Barbara, Christian Petzold, 105mins (12A)

Starring: Nina Hoss, Ronald Zehrfeld

Christian Petzold's taut moral drama looks set for a future double-bill with The Lives of Others. The year is 1980, and Barbara (Nina Hoss), a paediatric surgeon, has applied for an exit visa from the GDR. As punishment for this perceived disloyalty, the authorities banish her from Berlin to a small hospital in the provinces.
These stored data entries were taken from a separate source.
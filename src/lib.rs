//! deck-telemetry - supervised telemetry feed for control-surface widgets
//!
//! A single external producer command is kept running by the
//! [`supervisor`]; its stdout records are upserted into the shared dataset
//! held by the [`telemetry`] store actor; [`consumer`]s poll the store with
//! their own caches and learn which of their keys changed.

pub mod config;
pub mod consumer;
pub mod supervisor;
pub mod telemetry;

pub use config::AppConfig;
pub use supervisor::{RestartPolicy, Supervisor, SupervisorHandle, SupervisorState};
pub use telemetry::{Record, TelemetryHandle};
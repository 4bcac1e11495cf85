//! One spawn-to-exit cycle of the producer command
//!
//! The command runs through `sh -c` so the configured string may use shell
//! syntax. Stdout is decoded into store writes and stderr is relayed to the
//! log, concurrently, until both streams close.

use std::process::{ExitStatus, Stdio};

use chrono::{DateTime, Local};
use tokio::io::{AsyncBufReadExt, AsyncRead, AsyncReadExt, BufReader};
use tokio::process::{Child, ChildStderr, ChildStdout, Command};
use tracing::{debug, warn};

use super::decoder::RecordDecoder;
use super::error::SupervisorError;
use crate::telemetry::TelemetryHandle;

const READ_CHUNK: usize = 8 * 1024;

/// Shell used to interpret the producer command
pub const DEFAULT_SHELL: &str = "sh";

/// A live producer process
pub struct ProducerRun {
    /// Wall-clock start time, for logs
    pub started_at: DateTime<Local>,
    child: Child,
    stdout: ChildStdout,
    stderr: ChildStderr,
}

/// What happened during one run
#[derive(Debug, Clone, Copy)]
pub struct RunOutcome {
    pub status: ExitStatus,
    pub output: OutputStats,
    /// Lines relayed from stderr
    pub diagnostics: u64,
}

/// Counters from the stdout reader
#[derive(Debug, Clone, Copy, Default, PartialEq, Eq)]
pub struct OutputStats {
    /// Records forwarded to the store
    pub records: u64,
    /// Records dropped as malformed
    pub malformed: u64,
}

impl ProducerRun {
    /// Start `sh -c <command>` with both output streams piped
    ///
    /// The child is killed if the run is dropped before it exits.
    pub fn spawn(command: &str) -> Result<Self, SupervisorError> {
        Self::spawn_with_shell(DEFAULT_SHELL, command)
    }

    /// Start `<shell> -c <command>` with both output streams piped
    pub fn spawn_with_shell(shell: &str, command: &str) -> Result<Self, SupervisorError> {
        let mut cmd = Command::new(shell);
        cmd.arg("-c")
            .arg(command)
            .stdin(Stdio::null())
            .stdout(Stdio::piped())
            .stderr(Stdio::piped())
            .kill_on_drop(true);

        let mut child = cmd.spawn().map_err(|source| SupervisorError::Spawn {
            command: command.to_string(),
            source,
        })?;

        let stdout = child
            .stdout
            .take()
            .ok_or(SupervisorError::MissingPipe("stdout"))?;
        let stderr = child
            .stderr
            .take()
            .ok_or(SupervisorError::MissingPipe("stderr"))?;

        debug!(pid = ?child.id(), "Telemetry command started");

        Ok(Self {
            started_at: Local::now(),
            child,
            stdout,
            stderr,
        })
    }

    /// OS process id, while the process is alive
    pub fn pid(&self) -> Option<u32> {
        self.child.id()
    }

    /// Drain both streams into `store` and the log, then reap the process
    pub async fn drive(self, store: &TelemetryHandle) -> Result<RunOutcome, SupervisorError> {
        let ProducerRun {
            mut child,
            stdout,
            stderr,
            started_at: _,
        } = self;

        let (output, diagnostics) =
            tokio::join!(read_records(stdout, store), relay_diagnostics(stderr));

        let status = child.wait().await.map_err(SupervisorError::Wait)?;

        Ok(RunOutcome {
            status,
            output,
            diagnostics,
        })
    }
}

/// Decode records from `reader` and hand each one to the store
///
/// Malformed records are logged and skipped. Returns at end of stream or on
/// a read error.
pub(super) async fn read_records<R>(mut reader: R, store: &TelemetryHandle) -> OutputStats
where
    R: AsyncRead + Unpin,
{
    let mut decoder = RecordDecoder::new();
    let mut chunk = vec![0u8; READ_CHUNK];
    let mut stats = OutputStats::default();

    loop {
        let n = match reader.read(&mut chunk).await {
            Ok(0) => break,
            Ok(n) => n,
            Err(e) => {
                warn!(error = %e, "Failed to read telemetry output");
                break;
            }
        };

        decoder.push(&chunk[..n]);
        while let Some(result) = decoder.next_record() {
            match result {
                Ok(record) => {
                    store.write(record);
                    stats.records += 1;
                }
                Err(e) => {
                    warn!(error = %e, "Skipping telemetry record");
                    stats.malformed += 1;
                }
            }
        }
    }

    if let Some(e) = decoder.finish() {
        warn!(error = %e, "Skipping telemetry record");
        stats.malformed += 1;
    }

    stats
}

/// Relay each line of `reader` verbatim to the log
///
/// Stderr is arbitrary bytes; invalid UTF-8 is logged lossily and never
/// stops the relay. Only EOF or an I/O error ends it, so the producer's
/// stderr pipe stays open for its whole life.
pub(super) async fn relay_diagnostics<R>(reader: R) -> u64
where
    R: AsyncRead + Unpin,
{
    let mut reader = BufReader::new(reader);
    let mut line = Vec::new();
    let mut count = 0;

    loop {
        line.clear();
        match reader.read_until(b'\n', &mut line).await {
            Ok(0) => break,
            Ok(_) => {
                let text = String::from_utf8_lossy(&line);
                warn!(
                    target: "producer",
                    source = "producer",
                    "{}",
                    text.trim_end_matches(['\r', '\n'])
                );
                count += 1;
            }
            Err(e) => {
                warn!(error = %e, "Failed to read telemetry diagnostics");
                break;
            }
        }
    }

    count
}
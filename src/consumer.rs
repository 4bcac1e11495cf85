//! Consumer side of the telemetry store
//!
//! Consumers (widgets, the console watcher) keep their own cache of the keys
//! they care about and poll the store with it. The dependency types here let
//! a consumer declare what its templates depend on and ask, on each tick,
//! whether anything it depends on moved.

mod dependency;
mod watcher;

pub use dependency::{
    Dependency, DependencySet, SettingDependency, StaticDependency, TelemetryDependency,
    TELEMETRY_PREFIX,
};
pub use watcher::Watcher;
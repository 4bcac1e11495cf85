//! deck-telemetry - run a telemetry producer and expose its dataset
//!
//! Supervises the configured producer command, keeps the shared dataset up
//! to date and optionally logs changes to a set of watched keys.

use anyhow::Result;
use clap::{Parser, ValueEnum};
use tracing::{info, warn};
use tracing_subscriber::{layer::SubscriberExt, util::SubscriberInitExt};

use deck_telemetry::config::AppConfig;
use deck_telemetry::consumer::Watcher;
use deck_telemetry::supervisor::{Supervisor, SupervisorState};
use deck_telemetry::telemetry::TelemetryHandle;

/// Deck Telemetry - supervised telemetry feed for control-surface widgets
#[derive(Parser, Debug)]
#[command(author, version, about, long_about = None)]
struct Args {
    /// Path to configuration file
    #[arg(short, long, default_value = "config.yaml")]
    config: String,

    /// Producer command, overrides telemetry.command from the config file
    #[arg(long, env = "TELEMETRY_COMMAND")]
    command: Option<String>,

    /// Telemetry keys to log when they change (adds to watch.keys)
    #[arg(short, long = "watch", value_delimiter = ',')]
    watch: Vec<String>,

    /// Log level (error, warn, info, debug, trace)
    #[arg(short, long, env = "LOG_LEVEL", default_value = "info")]
    log_level: String,

    /// Log output format
    #[arg(long, value_enum, default_value_t = LogFormat::Text)]
    log_format: LogFormat,
}

#[derive(Copy, Clone, Debug, PartialEq, Eq, ValueEnum)]
enum LogFormat {
    Text,
    Json,
}

#[tokio::main]
async fn main() -> Result<()> {
    // Load environment variables
    dotenvy::dotenv().ok();

    let args = Args::parse();

    init_logging(&args.log_level, args.log_format)?;

    info!("Starting deck-telemetry...");
    info!("Configuration file: {}", args.config);

    // The config file is optional when the command comes from the CLI
    let config = if args.command.is_some() {
        AppConfig::load_or_default(&args.config).await?
    } else {
        AppConfig::load(&args.config).await?
    };
    let command = config.resolve_command(args.command.as_deref())?;
    let policy = config.telemetry.restart_policy();

    let store = TelemetryHandle::spawn();

    let mut watch_keys: Vec<String> = config
        .watch
        .as_ref()
        .map(|w| w.keys.clone())
        .unwrap_or_default();
    watch_keys.extend(args.watch.iter().cloned());
    watch_keys.sort();
    watch_keys.dedup();

    let watcher = if watch_keys.is_empty() {
        None
    } else {
        let interval = config.watch.clone().unwrap_or_default().poll_interval();
        info!(keys = ?watch_keys, "Watching telemetry keys");
        Some(tokio::spawn(
            Watcher::new(store.clone(), watch_keys, interval).run(),
        ))
    };

    info!(
        min_uptime_secs = policy.min_uptime.as_secs(),
        "Supervising telemetry command"
    );
    let supervisor = Supervisor::new(command, policy, store.clone());
    let mut status_rx = supervisor.subscribe();
    let handle = supervisor.spawn();

    let shutdown = shutdown_signal();
    tokio::pin!(shutdown);

    let mut supervising = true;
    loop {
        tokio::select! {
            changed = status_rx.changed(), if supervising => {
                if changed.is_err() {
                    // Supervisor task is gone; nothing left to watch
                    supervising = false;
                    continue;
                }
                let status = *status_rx.borrow_and_update();
                if status.state == SupervisorState::Stopped {
                    warn!(
                        spawns = status.spawns,
                        "Telemetry supervision stopped; dataset will no longer update"
                    );
                }
            }
            _ = &mut shutdown => {
                break;
            }
        }
    }

    // Cleanup
    info!("Shutting down...");
    handle.abort();
    if let Some(watcher) = watcher {
        watcher.abort();
    }
    store.shutdown();

    info!("deck-telemetry shutdown complete");
    Ok(())
}

fn init_logging(level: &str, format: LogFormat) -> Result<()> {
    let filter = tracing_subscriber::EnvFilter::try_from_default_env()
        .unwrap_or_else(|_| tracing_subscriber::EnvFilter::new(level));

    let registry = tracing_subscriber::registry().with(filter);

    match format {
        LogFormat::Text => registry
            .with(
                tracing_subscriber::fmt::layer()
                    .with_target(false)
                    .with_thread_ids(false)
                    .with_thread_names(false),
            )
            .init(),
        LogFormat::Json => registry
            .with(tracing_subscriber::fmt::layer().json())
            .init(),
    }

    Ok(())
}

async fn shutdown_signal() {
    if let Err(e) = tokio::signal::ctrl_c().await {
        warn!("Failed to listen for CTRL+C: {}", e);
        std::future::pending::<()>().await;
    }
    info!("Shutdown signal received");
}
Still under surveillance, she focuses on work and shuts out her colleagues, biding her time until her lover in the West can spring her out of the godforsaken country. Only chief surgeon Andre (Ronald Zehrfeld) insists on being friendly, though in this atmosphere of mutual suspicion it could be he's another state-sponsored informer. Petzold brings to the drab, unillusioned milieu of Iron Curtain East Germany a sense of the absurd, and the horrific, sometimes together: the random police searches of Barbara's meagre flat always end with a humiliating strip-search. He also draws fine performances from Hoss as the close-mouthed, remote Barbara, chafing at her exile, and Zehrfeld as the watchful doctor with a taste for Rembrandt. The film keeps us guessing as to how much they really know about each other, and unspools its denouement quite beautifully. Perhaps it would make an even better double-bill with the Berlin Wall satire Goodbye, Lenin!, contrasting the light with the dark.